* **What you are asked to do**
Restate the entries word for word, leaving nothing out.
Records to process section start
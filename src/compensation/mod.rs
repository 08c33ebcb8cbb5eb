//! Compensation sweep for failed sagas.
//!
//! Drives the completed-steps prefix in reverse order, invoking each
//! step's paired compensation. A failed compensation is recorded and the
//! sweep continues; the engine never abandons remaining compensations
//! because one refused. A second invocation against an
//! already-compensated execution is a no-op that performs zero
//! collaborator calls.

use std::sync::Arc;

use chrono::Utc;
use serde_json::json;
use tracing::{error, info, warn};
use uuid::Uuid;

use crate::context::SagaContext;
use crate::model::{ExecutionStatus, OrderEvent, OrderEventType, OrderStatus};
use crate::progress::ProgressBus;
use crate::steps::SagaStep;
use crate::store::{Result, SagaStore};

/// Everything the sweep needs, passed across the orchestrator boundary
/// as a plain record so neither component owns the other.
pub struct CompensationRequest {
    pub execution_id: Uuid,
    pub failed_step: String,
    pub failure_reason: String,
    /// Completed steps in execution order; the sweep reverses them.
    pub completed: Vec<CompletedStep>,
}

/// A completed step paired with its durable row.
pub struct CompletedStep {
    pub step: Arc<dyn SagaStep>,
    pub step_result_id: Uuid,
}

/// One compensation that did not go through.
#[derive(Debug, Clone)]
pub struct FailedCompensation {
    pub step_name: String,
    pub message: String,
}

/// Result of a compensation sweep.
#[derive(Debug, Clone)]
pub struct CompensationSummary {
    pub compensated_steps: Vec<String>,
    pub failed_compensations: Vec<FailedCompensation>,
    pub all_succeeded: bool,
    /// True when the execution was already compensated and nothing ran.
    pub already_compensated: bool,
}

/// Drives reverse-order compensation for one execution.
pub struct CompensationOrchestrator {
    store: Arc<dyn SagaStore>,
    bus: Arc<ProgressBus>,
}

impl CompensationOrchestrator {
    pub fn new(store: Arc<dyn SagaStore>, bus: Arc<ProgressBus>) -> Self {
        Self { store, bus }
    }

    pub async fn compensate(
        &self,
        ctx: &SagaContext,
        request: CompensationRequest,
    ) -> Result<CompensationSummary> {
        if let Some(execution) = self.store.get_execution(request.execution_id).await? {
            if execution.status == ExecutionStatus::Compensated {
                info!(
                    order_id = %ctx.order.id,
                    execution_id = %request.execution_id,
                    "compensation already completed, nothing to do"
                );
                return Ok(CompensationSummary {
                    compensated_steps: Vec::new(),
                    failed_compensations: Vec::new(),
                    all_succeeded: true,
                    already_compensated: true,
                });
            }
        }

        let now = Utc::now();
        self.store
            .mark_compensation_started(request.execution_id, now)
            .await?;
        self.store
            .update_order_status(ctx.order.id, OrderStatus::Compensating, now)
            .await?;

        let steps_to_compensate: Vec<&str> = request
            .completed
            .iter()
            .rev()
            .map(|completed| completed.step.name())
            .collect();

        let started_event =
            OrderEvent::new(ctx.order.id, OrderEventType::CompensationStarted, now)
                .with_step(request.failed_step.clone())
                .with_details(json!({
                    "stepsToCompensate": steps_to_compensate,
                    "failureReason": request.failure_reason,
                }));
        self.store.append_event(&started_event).await?;
        self.bus.publish(&started_event);

        info!(
            order_id = %ctx.order.id,
            failed_step = %request.failed_step,
            steps = steps_to_compensate.len(),
            "compensation started"
        );

        let mut compensated_steps = Vec::new();
        let mut failed_compensations = Vec::new();

        for completed in request.completed.iter().rev() {
            let step_name = completed.step.name();
            match completed.step.compensate(ctx).await {
                Ok(()) => {
                    self.store
                        .mark_step_compensated(completed.step_result_id, Utc::now())
                        .await?;
                    compensated_steps.push(step_name.to_string());

                    self.bus.publish(
                        &OrderEvent::new(
                            ctx.order.id,
                            OrderEventType::StepCompensated,
                            Utc::now(),
                        )
                        .with_step(step_name)
                        .with_outcome("COMPENSATED"),
                    );
                    info!(order_id = %ctx.order.id, step = %step_name, "step compensated");
                }
                Err(failure) => {
                    // Record and keep sweeping; the remaining steps still
                    // deserve their compensation attempt.
                    let message = failure.to_string();
                    self.store
                        .record_compensation_failure(completed.step_result_id, &message)
                        .await?;
                    failed_compensations.push(FailedCompensation {
                        step_name: step_name.to_string(),
                        message: message.clone(),
                    });

                    self.bus.publish(
                        &OrderEvent::new(
                            ctx.order.id,
                            OrderEventType::StepCompensationFailed,
                            Utc::now(),
                        )
                        .with_step(step_name)
                        .with_outcome("FAILED")
                        .with_error(failure.code.clone(), failure.message.clone()),
                    );
                    error!(
                        order_id = %ctx.order.id,
                        step = %step_name,
                        error = %message,
                        "step compensation failed"
                    );
                }
            }
        }

        let all_succeeded = failed_compensations.is_empty();
        let completed_at = Utc::now();

        let completed_event = OrderEvent::new(
            ctx.order.id,
            OrderEventType::CompensationCompleted,
            completed_at,
        )
        .with_outcome(if all_succeeded { "SUCCESS" } else { "FAILED" })
        .with_details(json!({
            "compensatedSteps": compensated_steps,
            "failedCompensations": failed_compensations
                .iter()
                .map(|failed| json!({ "step": failed.step_name, "message": failed.message }))
                .collect::<Vec<_>>(),
            "allSucceeded": all_succeeded,
        }));
        self.store.append_event(&completed_event).await?;
        self.bus.publish(&completed_event);

        if all_succeeded {
            self.store
                .mark_execution_compensated(request.execution_id, completed_at)
                .await?;
            self.store
                .update_order_status(ctx.order.id, OrderStatus::Compensated, completed_at)
                .await?;
            info!(
                order_id = %ctx.order.id,
                compensated = compensated_steps.len(),
                "compensation completed"
            );
        } else {
            // Residue for operator action: the order is FAILED and the
            // execution stays COMPENSATING with per-step messages.
            self.store
                .update_order_status(ctx.order.id, OrderStatus::Failed, completed_at)
                .await?;
            warn!(
                order_id = %ctx.order.id,
                compensated = compensated_steps.len(),
                failed = failed_compensations.len(),
                "compensation incomplete, order left FAILED"
            );
        }

        Ok(CompensationSummary {
            compensated_steps,
            failed_compensations,
            all_succeeded,
            already_compensated: false,
        })
    }
}

#[cfg(test)]
mod tests;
Records to process section end
* **Exercise output**
filename src/compensation/mod.rs
repository 08c33ebcb8cbb5eb
//! Compensation sweep for failed sagas.
//!
//! Drives the completed-steps prefix in reverse order, invoking each
//! step's paired compensation. A failed compensation is recorded and the
//! sweep continues; the engine never abandons remaining compensations
//! because one refused. A second invocation against an
//! already-compensated execution is a no-op that performs zero
//! collaborator calls.

use std::sync::Arc;

use chrono::Utc;
use serde_json::json;
use tracing::{error, info, warn};
use uuid::Uuid;

use crate::context::SagaContext;
use crate::model::{ExecutionStatus, OrderEvent, OrderEventType, OrderStatus};
use crate::progress::ProgressBus;
use crate::steps::SagaStep;
use crate::store::{Result, SagaStore};

/// Everything the sweep needs, passed across the orchestrator boundary
/// as a plain record so neither component owns the other.
pub struct CompensationRequest {
    pub execution_id: Uuid,
    pub failed_step: String,
    pub failure_reason: String,
    /// Completed steps in execution order; the sweep reverses them.
    pub completed: Vec<CompletedStep>,
}

/// A completed step paired with its durable row.
pub struct CompletedStep {
    pub step: Arc<dyn SagaStep>,
    pub step_result_id: Uuid,
}

/// One compensation that did not go through.
#[derive(Debug, Clone)]
pub struct FailedCompensation {
    pub step_name: String,
    pub message: String,
}

/// Result of a compensation sweep.
#[derive(Debug, Clone)]
pub struct CompensationSummary {
    pub compensated_steps: Vec<String>,
    pub failed_compensations: Vec<FailedCompensation>,
    pub all_succeeded: bool,
    /// True when the execution was already compensated and nothing ran.
    pub already_compensated: bool,
}

/// Drives reverse-order compensation for one execution.
pub struct CompensationOrchestrator {
    store: Arc<dyn SagaStore>,
    bus: Arc<ProgressBus>,
}

impl CompensationOrchestrator {
    pub fn new(store: Arc<dyn SagaStore>, bus: Arc<ProgressBus>) -> Self {
        Self { store, bus }
    }

    pub async fn compensate(
        &self,
        ctx: &SagaContext,
        request: CompensationRequest,
    ) -> Result<CompensationSummary> {
        if let Some(execution) = self.store.get_execution(request.execution_id).await? {
            if execution.status == ExecutionStatus::Compensated {
                info!(
                    order_id = %ctx.order.id,
                    execution_id = %request.execution_id,
                    "compensation already completed, nothing to do"
                );
                return Ok(CompensationSummary {
                    compensated_steps: Vec::new(),
                    failed_compensations: Vec::new(),
                    all_succeeded: true,
                    already_compensated: true,
                });
            }
        }

        let now = Utc::now();
        self.store
            .mark_compensation_started(request.execution_id, now)
            .await?;
        self.store
            .update_order_status(ctx.order.id, OrderStatus::Compensating, now)
            .await?;

        let steps_to_compensate: Vec<&str> = request
            .completed
            .iter()
            .rev()
            .map(|completed| completed.step.name())
            .collect();

        let started_event =
            OrderEvent::new(ctx.order.id, OrderEventType::CompensationStarted, now)
                .with_step(request.failed_step.clone())
                .with_details(json!({
                    "stepsToCompensate": steps_to_compensate,
                    "failureReason": request.failure_reason,
                }));
        self.store.append_event(&started_event).await?;
        self.bus.publish(&started_event);

        info!(
            order_id = %ctx.order.id,
            failed_step = %request.failed_step,
            steps = steps_to_compensate.len(),
            "compensation started"
        );

        let mut compensated_steps = Vec::new();
        let mut failed_compensations = Vec::new();

        for completed in request.completed.iter().rev() {
            let step_name = completed.step.name();
            match completed.step.compensate(ctx).await {
                Ok(()) => {
                    self.store
                        .mark_step_compensated(completed.step_result_id, Utc::now())
                        .await?;
                    compensated_steps.push(step_name.to_string());

                    self.bus.publish(
                        &OrderEvent::new(
                            ctx.order.id,
                            OrderEventType::StepCompensated,
                            Utc::now(),
                        )
                        .with_step(step_name)
                        .with_outcome("COMPENSATED"),
                    );
                    info!(order_id = %ctx.order.id, step = %step_name, "step compensated");
                }
                Err(failure) => {
                    // Record and keep sweeping; the remaining steps still
                    // deserve their compensation attempt.
                    let message = failure.to_string();
                    self.store
                        .record_compensation_failure(completed.step_result_id, &message)
                        .await?;
                    failed_compensations.push(FailedCompensation {
                        step_name: step_name.to_string(),
                        message: message.clone(),
                    });

                    self.bus.publish(
                        &OrderEvent::new(
                            ctx.order.id,
                            OrderEventType::StepCompensationFailed,
                            Utc::now(),
                        )
                        .with_step(step_name)
                        .with_outcome("FAILED")
                        .with_error(failure.code.clone(), failure.message.clone()),
                    );
                    error!(
                        order_id = %ctx.order.id,
                        step = %step_name,
                        error = %message,
                        "step compensation failed"
                    );
                }
            }
        }

        let all_succeeded = failed_compensations.is_empty();
        let completed_at = Utc::now();

        let completed_event = OrderEvent::new(
            ctx.order.id,
            OrderEventType::CompensationCompleted,
            completed_at,
        )
        .with_outcome(if all_succeeded { "SUCCESS" } else { "FAILED" })
        .with_details(json!({
            "compensatedSteps": compensated_steps,
            "failedCompensations": failed_compensations
                .iter()
                .map(|failed| json!({ "step": failed.step_name, "message": failed.message }))
                .collect::<Vec<_>>(),
            "allSucceeded": all_succeeded,
        }));
        self.store.append_event(&completed_event).await?;
        self.bus.publish(&completed_event);

        if all_succeeded {
            self.store
                .mark_execution_compensated(request.execution_id, completed_at)
                .await?;
            self.store
                .update_order_status(ctx.order.id, OrderStatus::Compensated, completed_at)
                .await?;
            info!(
                order_id = %ctx.order.id,
                compensated = compensated_steps.len(),
                "compensation completed"
            );
        } else {
            // Residue for operator action: the order is FAILED and the
            // execution stays COMPENSATING with per-step messages.
            self.store
                .update_order_status(ctx.order.id, OrderStatus::Failed, completed_at)
                .await?;
            warn!(
                order_id = %ctx.order.id,
                compensated = compensated_steps.len(),
                failed = failed_compensations.len(),
                "compensation incomplete, order left FAILED"
            );
        }

        Ok(CompensationSummary {
            compensated_steps,
            failed_compensations,
            all_succeeded,
            already_compensated: false,
        })
    }
}

#[cfg(test)]
mod tests;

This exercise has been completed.